Colours of bodies used to produce and govern social relations point to spectacle. The spectacle is one of difference. In other words, differently raced bodies are the narrative motif, and possibility of physical relations between them is spec — tacularised. The spectacle, Toni Morrison has said, monopolises appearance and social reality. There is therefore an unmistakable and prurient fascination with the colour of bodies of others. For the dominated the fascination can be dangerous to the point of self-hate, at least hating oneself for being fascinated in the first place with such bodies, with colour, with the strangeness itself.
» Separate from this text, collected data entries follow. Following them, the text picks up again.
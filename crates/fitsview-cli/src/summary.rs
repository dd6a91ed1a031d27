use std::path::Path;

use console::Style;
use fitsview_core::render::Raster;
use fitsview_core::session::Session;

struct Styles {
    title: Style,
    header: Style,
    label: Style,
    value: Style,
    method: Style,
    disabled: Style,
    path: Style,
}

impl Styles {
    fn new() -> Self {
        Self {
            title: Style::new().cyan().bold(),
            header: Style::new().cyan().bold(),
            label: Style::new().dim(),
            value: Style::new().bold().white(),
            method: Style::new().green(),
            disabled: Style::new().dim().yellow(),
            path: Style::new().underlined(),
        }
    }
}

pub fn print_render_summary(session: &Session, raster: &Raster, output: &Path) {
    let s = Styles::new();
    let state = session.state();
    let image = state.image();

    println!();
    println!("  {}", s.title.apply_to(session.title()));
    println!("  {}", s.title.apply_to("\u{2550}".repeat(session.title().chars().count())));
    println!();

    if let Some(ref input) = image.metadata.filename {
        println!("  {:<14}{}", s.label.apply_to("Input"), s.path.apply_to(input.display()));
    }
    println!("  {:<14}{}", s.label.apply_to("Output"), s.path.apply_to(output.display()));
    println!(
        "  {:<14}{}",
        s.label.apply_to("Image"),
        s.value.apply_to(format!("{}x{}", image.width(), image.height()))
    );
    println!(
        "  {:<14}{}",
        s.label.apply_to("Raster"),
        s.value.apply_to(format!("{}x{}", raster.width(), raster.height()))
    );
    println!();

    println!("  {}", s.header.apply_to("View"));
    let (cx, cy) = state.pan_center();
    println!(
        "    {:<12}{}",
        s.label.apply_to("Zoom"),
        s.value.apply_to(format!("{:.3}x", state.zoom()))
    );
    println!(
        "    {:<12}{}",
        s.label.apply_to("Center"),
        s.value.apply_to(format!("({cx:.1}, {cy:.1})"))
    );
    println!(
        "    {:<12}{}",
        s.label.apply_to("Origin"),
        s.method.apply_to(format!("{:?}", state.origin()).to_lowercase())
    );
    println!();

    println!("  {}", s.header.apply_to("Intensity"));
    println!("    {:<12}{}", s.label.apply_to("Stretch"), s.method.apply_to(state.stretch()));
    println!("    {:<12}{}", s.label.apply_to("Palette"), s.method.apply_to(state.palette()));
    println!("    {:<12}{}", s.label.apply_to("Contrast"), s.value.apply_to(state.contrast()));
    match raster.limits() {
        Some(limits) => {
            let mode = if limits.auto { "auto" } else { "fixed" };
            println!(
                "    {:<12}{} {}",
                s.label.apply_to("Limits"),
                s.value.apply_to(format!("{:.6} .. {:.6}", limits.vmin, limits.vmax)),
                s.disabled.apply_to(format!("({mode})"))
            );
        }
        None => println!(
            "    {:<12}{}",
            s.label.apply_to("Limits"),
            s.disabled.apply_to("no finite pixels visible")
        ),
    }
    if state.invert() {
        println!("    {:<12}{}", s.label.apply_to("Invert"), s.value.apply_to("yes"));
    }
    println!();

    println!("  {}", s.header.apply_to("Layers"));
    println!("    {:<12}{}", s.label.apply_to("Plot"), s.method.apply_to(state.plot_type()));
    match raster.contours() {
        Some(overlay) => {
            let levels = match state.contour_levels() {
                Some(levels) => format!("{} explicit", levels.len()),
                None => "auto".to_string(),
            };
            println!(
                "    {:<12}{} {}",
                s.label.apply_to("Contours"),
                s.value.apply_to(format!("{} segments", overlay.segments.len())),
                s.disabled.apply_to(format!("({levels} levels)"))
            );
        }
        None => println!("    {:<12}{}", s.label.apply_to("Contours"), s.disabled.apply_to("off")),
    }
    println!();
}
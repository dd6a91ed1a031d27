use fitsview_core::controller::{InputEvent, Response};
use fitsview_core::session::Session;

use crate::panels;
use crate::sink::TextureSink;
use crate::state::ViewportState;

pub struct FitsViewApp {
    pub session: Session,
    pub viewport: ViewportState,
}

impl FitsViewApp {
    pub fn new(session: Session) -> Self {
        Self {
            session,
            viewport: ViewportState::default(),
        }
    }

    /// Run one event through the session and upload the resulting frame.
    /// Closes the window when the session ends.
    pub fn dispatch(&mut self, ctx: &egui::Context, event: &InputEvent) {
        let mut sink = TextureSink {
            ctx,
            viewport: &mut self.viewport,
        };
        if self.session.dispatch(event, &mut sink) == Response::Quit {
            ctx.send_viewport_cmd(egui::ViewportCommand::Close);
        }
    }

    /// Upload a frame of the current state without changing it.
    pub fn present(&mut self, ctx: &egui::Context) {
        let mut sink = TextureSink {
            ctx,
            viewport: &mut self.viewport,
        };
        self.session.present(&mut sink);
    }
}

impl eframe::App for FitsViewApp {
    fn update(&mut self, ctx: &egui::Context, _frame: &mut eframe::Frame) {
        panels::status::show(ctx, self);
        panels::viewport::show(ctx, self);
    }
}
use fitsview_core::contour::ContourOverlay;
use fitsview_core::controller::{InputEvent, ScrollDirection};

use crate::app::FitsViewApp;

pub fn show(ctx: &egui::Context, app: &mut FitsViewApp) {
    egui::CentralPanel::default()
        .frame(egui::Frame::NONE)
        .show(ctx, |ui| {
            let rect = ui.available_rect_before_wrap();
            paint_background(ui, rect);

            let response = ui.allocate_rect(rect, egui::Sense::click_and_drag());
            app.viewport.cursor = response
                .hover_pos()
                .map(|p| ((p.x - rect.min.x) as f64, (p.y - rect.min.y) as f64));

            for event in collect_events(ui, &response, rect, app) {
                app.dispatch(ctx, &event);
            }
            if app.viewport.texture.is_none() {
                app.present(ctx);
            }

            if let Some(ref texture) = app.viewport.texture {
                draw_image(ui, texture.id(), rect);
            }
            if let Some(ref overlay) = app.viewport.contours {
                draw_contours(ui, overlay, rect);
            }
            draw_viewing_label(ui, rect, app.session.title());
        });
}

fn paint_background(ui: &egui::Ui, rect: egui::Rect) {
    ui.painter()
        .rect_filled(rect, 0.0, egui::Color32::from_gray(30));
}

/// Translate this frame's pointer and keyboard input into session events,
/// in the order they should be applied.
fn collect_events(
    ui: &egui::Ui,
    response: &egui::Response,
    rect: egui::Rect,
    app: &FitsViewApp,
) -> Vec<InputEvent> {
    let mut events = Vec::new();

    let width = rect.width().round().max(1.0) as usize;
    let height = rect.height().round().max(1.0) as usize;
    let screen = app.session.screen();
    if (width, height) != (screen.width, screen.height) {
        events.push(InputEvent::Resize { width, height });
    }

    if response.double_clicked() {
        events.push(InputEvent::Reset);
    }

    let scroll = ui.input(|i| i.raw_scroll_delta.y);
    if scroll != 0.0 && response.hovered() {
        if let Some((x, y)) = app.viewport.cursor {
            let direction = if scroll > 0.0 {
                ScrollDirection::Up
            } else {
                ScrollDirection::Down
            };
            events.push(InputEvent::Scroll { x, y, direction });
        }
    }

    if response.dragged_by(egui::PointerButton::Primary) {
        let delta = response.drag_delta();
        if delta != egui::Vec2::ZERO {
            events.push(InputEvent::Drag {
                dx: delta.x as f64,
                dy: delta.y as f64,
            });
        }
    }

    let typed: String = ui.input(|i| {
        i.events
            .iter()
            .filter_map(|e| match e {
                egui::Event::Text(text) => Some(text.as_str()),
                _ => None,
            })
            .collect()
    });
    events.extend(typed.chars().map(InputEvent::Key));

    events
}

fn draw_image(ui: &egui::Ui, texture_id: egui::TextureId, rect: egui::Rect) {
    ui.painter().image(
        texture_id,
        rect,
        egui::Rect::from_min_max(egui::pos2(0.0, 0.0), egui::pos2(1.0, 1.0)),
        egui::Color32::WHITE,
    );
}

/// Contour segments are in raster pixels, and the raster fills `rect` one
/// to one.
fn draw_contours(ui: &egui::Ui, overlay: &ContourOverlay, rect: egui::Rect) {
    let [r, g, b, a] = overlay.color;
    let stroke = egui::Stroke::new(1.0, egui::Color32::from_rgba_unmultiplied(r, g, b, a));
    let painter = ui.painter_at(rect);
    for segment in &overlay.segments {
        let start = rect.min + egui::vec2(segment.start.0 as f32, segment.start.1 as f32);
        let end = rect.min + egui::vec2(segment.end.0 as f32, segment.end.1 as f32);
        painter.line_segment([start, end], stroke);
    }
}

fn draw_viewing_label(ui: &egui::Ui, rect: egui::Rect, label: &str) {
    if label.is_empty() {
        return;
    }
    let label_pos = rect.left_top() + egui::vec2(8.0, 8.0);
    ui.painter().text(
        label_pos,
        egui::Align2::LEFT_TOP,
        label,
        egui::FontId::proportional(14.0),
        egui::Color32::from_white_alpha(200),
    );
}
Voyeuristic/fetishistic racial masculinities thus refer to the fact that a man like Sellon, as an example, views women of other colours as offering a sexual trip, or that someone, like Paul, constructs himself (or other African males) as capable of offering adventure to people of other races simply because he is of a different race. In the case of African men this is another version of the “cold black hustler” who “claws his way into the whiteness of his desire” chanting, “brother, sister, revolution, power to the people” (Kgositsile 1975:90). In the practices of racial voyeurs or fetishists sexual desire tracks the desire for ‘othered’ objects. In Paul’s case, for instance, sex cannot be understood without looking at how it follows a colonial or colonised attitude towards ‘othered’ female bodies. In both Sellon and Paul’s cases sex relations are interesting insofar as they are exoticised, fetishised, that is, objectivised.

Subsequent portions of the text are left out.